— EXERCISE OBJECTIVE —
Print every line below without adding or leaving out a single word.

— INPUT RECORDS —
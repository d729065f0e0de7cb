//! Legacy single-shot dialogue endpoint, reimplemented as a one-node program.
//!
//! The pre-runtime contract takes player input and returns one generated
//! line. Internally the call now runs the same interpreter as everything
//! else, against an ephemeral program that is never published: a single
//! generated dialogue node. The wire shape is frozen.

use std::collections::HashMap;
use std::sync::Arc;

use tracing::debug;

use reverie_domain::{
    DialogueMode, ExecutionState, NarrativeProgram, Node, NodeId, NodeKind, NpcId, ProgramId,
    ProgramKind, SessionId, WorldId,
};
use reverie_protocol::{LegacyDialogueRequest, LegacyDialogueResponse};

use crate::error::RuntimeError;
use crate::infrastructure::ports::ClockPort;
use crate::stores::MigrationStats;
use crate::use_cases::runtime::stepper::{CallContext, Stepper};

pub(crate) const SHIM_PROGRAM_ID: &str = "__legacy_dialogue";
const SHIM_PROMPT_REF: &str = "legacy_dialogue";

pub struct LegacyDialogue {
    stepper: Arc<Stepper>,
    stats: Arc<MigrationStats>,
    clock: Arc<dyn ClockPort>,
}

impl LegacyDialogue {
    pub fn new(
        stepper: Arc<Stepper>,
        stats: Arc<MigrationStats>,
        clock: Arc<dyn ClockPort>,
    ) -> Self {
        Self {
            stepper,
            stats,
            clock,
        }
    }

    pub async fn execute(
        &self,
        request: LegacyDialogueRequest,
    ) -> Result<LegacyDialogueResponse, RuntimeError> {
        let session_id = SessionId::from_uuid(request.session_id);
        let npc_id = NpcId::from_uuid(request.npc_id);
        let world_id = WorldId::from_uuid(request.world_id);

        let program = Arc::new(shim_program());
        let mut state = ExecutionState::new(
            session_id,
            npc_id,
            world_id,
            program.id.clone(),
            program.entry_node_id.clone(),
            1,
            self.clock.now(),
        );
        state.legacy_shim = true;

        let ctx = CallContext::resolve(None, Some(request.player_input), self.clock.as_ref());
        // The shim state is ephemeral: run to completion, keep only the line.
        let outcome = self.stepper.advance(state, Some(&program), &ctx).await?;
        let dialogue = outcome
            .lines
            .into_iter()
            .next()
            .map(|line| line.text)
            .ok_or_else(|| RuntimeError::Generation("provider returned no line".to_string()))?;

        self.stats.record_shim_call(world_id);
        debug!(session = %session_id, npc = %npc_id, "Served legacy dialogue call");

        Ok(LegacyDialogueResponse {
            npc_id: request.npc_id,
            session_id: request.session_id,
            dialogue,
        })
    }
}

fn shim_program() -> NarrativeProgram {
    let node_id = NodeId::new("line");
    NarrativeProgram {
        id: ProgramId::new(SHIM_PROGRAM_ID),
        version: "shim".to_string(),
        kind: ProgramKind::Dialogue,
        nodes: vec![Node {
            id: node_id.clone(),
            terminal: true,
            kind: NodeKind::Dialogue {
                mode: DialogueMode::Generated,
                text: None,
                program_ref: None,
                prompt_ref: Some(SHIM_PROMPT_REF.to_string()),
                effects: None,
            },
        }],
        edges: Vec::new(),
        entry_node_id: node_id,
        metadata: HashMap::new(),
    }
}

#[cfg(test)]
mod tests {
    use super::*;
    use crate::infrastructure::clock::SystemClock;
    use crate::infrastructure::generation::TemplateDialogueGen;
    use crate::infrastructure::persistence::memory::{MemoryProgramRepo, MemoryRelationshipRepo};
    use crate::stores::{ProgramStore, RelationshipStore, WorldSchemaStore};
    use uuid::Uuid;

    fn use_case() -> (LegacyDialogue, Arc<MigrationStats>) {
        let clock: Arc<dyn ClockPort> = Arc::new(SystemClock);
        let stepper = Arc::new(Stepper::new(
            Arc::new(ProgramStore::new(Arc::new(MemoryProgramRepo::new()))),
            Arc::new(RelationshipStore::new(Arc::new(
                MemoryRelationshipRepo::new(),
            ))),
            Arc::new(WorldSchemaStore::new()),
            Arc::new(TemplateDialogueGen::new().with_template(SHIM_PROMPT_REF, "Hello, traveler.")),
            clock.clone(),
            8,
            256,
        ));
        let stats = Arc::new(MigrationStats::new());
        (
            LegacyDialogue::new(stepper, stats.clone(), clock),
            stats,
        )
    }

    #[test]
    fn test_shim_program_is_structurally_valid() {
        assert!(shim_program().validate().ok);
    }

    #[tokio::test]
    async fn test_legacy_call_returns_one_line_and_counts_shim_traffic() {
        let (use_case, stats) = use_case();
        let world = Uuid::new_v4();
        let response = use_case
            .execute(LegacyDialogueRequest {
                npc_id: Uuid::new_v4(),
                session_id: Uuid::new_v4(),
                world_id: world,
                player_input: "hi".to_string(),
            })
            .await
            .expect("execute");

        assert_eq!(response.dialogue, "Hello, traveler.");
        assert_eq!(stats.snapshot(WorldId::from_uuid(world)), (0, 1));
    }
}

— COMPLETED TASK —
repository d729065f0e0de7cb
//! Legacy single-shot dialogue endpoint, reimplemented as a one-node program.
//!
//! The pre-runtime contract takes player input and returns one generated
//! line. Internally the call now runs the same interpreter as everything
//! else, against an ephemeral program that is never published: a single
//! generated dialogue node. The wire shape is frozen.

use std::collections::HashMap;
use std::sync::Arc;

use tracing::debug;

use reverie_domain::{
    DialogueMode, ExecutionState, NarrativeProgram, Node, NodeId, NodeKind, NpcId, ProgramId,
    ProgramKind, SessionId, WorldId,
};
use reverie_protocol::{LegacyDialogueRequest, LegacyDialogueResponse};

use crate::error::RuntimeError;
use crate::infrastructure::ports::ClockPort;
use crate::stores::MigrationStats;
use crate::use_cases::runtime::stepper::{CallContext, Stepper};

pub(crate) const SHIM_PROGRAM_ID: &str = "__legacy_dialogue";
const SHIM_PROMPT_REF: &str = "legacy_dialogue";

pub struct LegacyDialogue {
    stepper: Arc<Stepper>,
    stats: Arc<MigrationStats>,
    clock: Arc<dyn ClockPort>,
}

impl LegacyDialogue {
    pub fn new(
        stepper: Arc<Stepper>,
        stats: Arc<MigrationStats>,
        clock: Arc<dyn ClockPort>,
    ) -> Self {
        Self {
            stepper,
            stats,
            clock,
        }
    }

    pub async fn execute(
        &self,
        request: LegacyDialogueRequest,
    ) -> Result<LegacyDialogueResponse, RuntimeError> {
        let session_id = SessionId::from_uuid(request.session_id);
        let npc_id = NpcId::from_uuid(request.npc_id);
        let world_id = WorldId::from_uuid(request.world_id);

        let program = Arc::new(shim_program());
        let mut state = ExecutionState::new(
            session_id,
            npc_id,
            world_id,
            program.id.clone(),
            program.entry_node_id.clone(),
            1,
            self.clock.now(),
        );
        state.legacy_shim = true;

        let ctx = CallContext::resolve(None, Some(request.player_input), self.clock.as_ref());
        // The shim state is ephemeral: run to completion, keep only the line.
        let outcome = self.stepper.advance(state, Some(&program), &ctx).await?;
        let dialogue = outcome
            .lines
            .into_iter()
            .next()
            .map(|line| line.text)
            .ok_or_else(|| RuntimeError::Generation("provider returned no line".to_string()))?;

        self.stats.record_shim_call(world_id);
        debug!(session = %session_id, npc = %npc_id, "Served legacy dialogue call");

        Ok(LegacyDialogueResponse {
            npc_id: request.npc_id,
            session_id: request.session_id,
            dialogue,
        })
    }
}

fn shim_program() -> NarrativeProgram {
    let node_id = NodeId::new("line");
    NarrativeProgram {
        id: ProgramId::new(SHIM_PROGRAM_ID),
        version: "shim".to_string(),
        kind: ProgramKind::Dialogue,
        nodes: vec![Node {
            id: node_id.clone(),
            terminal: true,
            kind: NodeKind::Dialogue {
                mode: DialogueMode::Generated,
                text: None,
                program_ref: None,
                prompt_ref: Some(SHIM_PROMPT_REF.to_string()),
                effects: None,
            },
        }],
        edges: Vec::new(),
        entry_node_id: node_id,
        metadata: HashMap::new(),
    }
}

#[cfg(test)]
mod tests {
    use super::*;
    use crate::infrastructure::clock::SystemClock;
    use crate::infrastructure::generation::TemplateDialogueGen;
    use crate::infrastructure::persistence::memory::{MemoryProgramRepo, MemoryRelationshipRepo};
    use crate::stores::{ProgramStore, RelationshipStore, WorldSchemaStore};
    use uuid::Uuid;

    fn use_case() -> (LegacyDialogue, Arc<MigrationStats>) {
        let clock: Arc<dyn ClockPort> = Arc::new(SystemClock);
        let stepper = Arc::new(Stepper::new(
            Arc::new(ProgramStore::new(Arc::new(MemoryProgramRepo::new()))),
            Arc::new(RelationshipStore::new(Arc::new(
                MemoryRelationshipRepo::new(),
            ))),
            Arc::new(WorldSchemaStore::new()),
            Arc::new(TemplateDialogueGen::new().with_template(SHIM_PROMPT_REF, "Hello, traveler.")),
            clock.clone(),
            8,
            256,
        ));
        let stats = Arc::new(MigrationStats::new());
        (
            LegacyDialogue::new(stepper, stats.clone(), clock),
            stats,
        )
    }

    #[test]
    fn test_shim_program_is_structurally_valid() {
        assert!(shim_program().validate().ok);
    }

    #[tokio::test]
    async fn test_legacy_call_returns_one_line_and_counts_shim_traffic() {
        let (use_case, stats) = use_case();
        let world = Uuid::new_v4();
        let response = use_case
            .execute(LegacyDialogueRequest {
                npc_id: Uuid::new_v4(),
                session_id: Uuid::new_v4(),
                world_id: world,
                player_input: "hi".to_string(),
            })
            .await
            .expect("execute");

        assert_eq!(response.dialogue, "Hello, traveler.");
        assert_eq!(stats.snapshot(WorldId::from_uuid(world)), (0, 1));
    }
}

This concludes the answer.